++++ Material provided

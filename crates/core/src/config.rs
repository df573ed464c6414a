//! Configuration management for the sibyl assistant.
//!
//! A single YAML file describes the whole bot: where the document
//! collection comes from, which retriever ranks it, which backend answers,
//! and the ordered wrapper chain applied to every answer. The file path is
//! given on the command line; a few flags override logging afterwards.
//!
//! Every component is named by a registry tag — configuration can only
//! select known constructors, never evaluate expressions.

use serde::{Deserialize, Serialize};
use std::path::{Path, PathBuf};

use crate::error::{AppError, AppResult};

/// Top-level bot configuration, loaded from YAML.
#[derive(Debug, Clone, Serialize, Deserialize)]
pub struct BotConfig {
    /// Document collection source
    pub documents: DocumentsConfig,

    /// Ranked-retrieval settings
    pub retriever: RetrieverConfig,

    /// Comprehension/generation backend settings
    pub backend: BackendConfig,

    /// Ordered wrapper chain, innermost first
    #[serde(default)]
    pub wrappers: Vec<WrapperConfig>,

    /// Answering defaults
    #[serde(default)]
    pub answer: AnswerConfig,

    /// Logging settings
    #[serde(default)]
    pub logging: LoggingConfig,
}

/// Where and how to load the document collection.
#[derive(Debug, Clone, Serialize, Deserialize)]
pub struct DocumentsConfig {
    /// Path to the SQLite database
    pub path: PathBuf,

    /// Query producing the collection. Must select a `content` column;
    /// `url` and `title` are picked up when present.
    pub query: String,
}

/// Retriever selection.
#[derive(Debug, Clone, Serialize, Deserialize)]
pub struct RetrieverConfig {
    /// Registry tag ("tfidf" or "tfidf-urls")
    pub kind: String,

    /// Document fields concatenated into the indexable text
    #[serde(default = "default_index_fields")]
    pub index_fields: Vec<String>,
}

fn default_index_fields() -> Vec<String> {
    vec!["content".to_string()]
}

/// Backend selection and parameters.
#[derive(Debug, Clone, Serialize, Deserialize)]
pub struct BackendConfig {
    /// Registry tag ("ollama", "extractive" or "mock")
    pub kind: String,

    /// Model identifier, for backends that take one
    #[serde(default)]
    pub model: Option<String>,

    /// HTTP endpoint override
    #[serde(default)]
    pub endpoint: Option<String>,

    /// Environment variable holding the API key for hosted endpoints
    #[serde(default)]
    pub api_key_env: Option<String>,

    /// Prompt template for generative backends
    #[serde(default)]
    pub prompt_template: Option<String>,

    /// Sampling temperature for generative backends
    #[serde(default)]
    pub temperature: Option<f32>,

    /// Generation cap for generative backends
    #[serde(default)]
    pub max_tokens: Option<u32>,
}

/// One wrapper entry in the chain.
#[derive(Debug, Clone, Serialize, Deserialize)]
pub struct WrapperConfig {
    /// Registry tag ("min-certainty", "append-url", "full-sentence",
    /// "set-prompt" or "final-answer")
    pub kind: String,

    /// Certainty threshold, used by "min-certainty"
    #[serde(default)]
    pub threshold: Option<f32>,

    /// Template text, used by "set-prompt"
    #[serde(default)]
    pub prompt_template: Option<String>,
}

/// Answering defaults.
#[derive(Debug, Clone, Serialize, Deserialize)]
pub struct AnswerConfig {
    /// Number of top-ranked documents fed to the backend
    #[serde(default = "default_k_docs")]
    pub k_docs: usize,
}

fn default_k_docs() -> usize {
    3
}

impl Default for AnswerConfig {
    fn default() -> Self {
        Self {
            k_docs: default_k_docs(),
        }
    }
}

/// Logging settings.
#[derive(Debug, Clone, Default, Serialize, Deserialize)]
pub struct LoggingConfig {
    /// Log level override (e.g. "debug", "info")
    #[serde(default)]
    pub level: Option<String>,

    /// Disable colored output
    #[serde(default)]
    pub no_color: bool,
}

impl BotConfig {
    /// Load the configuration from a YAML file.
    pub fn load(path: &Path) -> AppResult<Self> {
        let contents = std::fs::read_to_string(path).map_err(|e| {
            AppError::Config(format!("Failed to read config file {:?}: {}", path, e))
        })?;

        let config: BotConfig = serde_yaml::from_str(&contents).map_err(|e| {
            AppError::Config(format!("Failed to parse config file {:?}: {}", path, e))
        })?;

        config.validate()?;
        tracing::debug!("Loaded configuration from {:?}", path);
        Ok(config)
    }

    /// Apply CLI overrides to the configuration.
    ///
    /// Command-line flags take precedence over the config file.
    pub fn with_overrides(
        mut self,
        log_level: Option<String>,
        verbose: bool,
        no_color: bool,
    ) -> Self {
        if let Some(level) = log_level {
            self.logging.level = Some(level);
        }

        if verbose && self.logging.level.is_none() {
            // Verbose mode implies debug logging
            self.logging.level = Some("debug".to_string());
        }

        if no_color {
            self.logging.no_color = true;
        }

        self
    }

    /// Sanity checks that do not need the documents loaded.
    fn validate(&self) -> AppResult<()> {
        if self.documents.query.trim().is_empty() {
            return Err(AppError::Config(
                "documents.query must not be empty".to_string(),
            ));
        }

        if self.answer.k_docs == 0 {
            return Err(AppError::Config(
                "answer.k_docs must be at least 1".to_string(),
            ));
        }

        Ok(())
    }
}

++++++++

• **Exercise brief**:
Make a copy of each line in the records above that has the word "backends".

• **Answer to this exercise**:
    /// Model identifier, for backends that take one
    /// Prompt template for generative backends
    /// Sampling temperature for generative backends
    /// Generation cap for generative backends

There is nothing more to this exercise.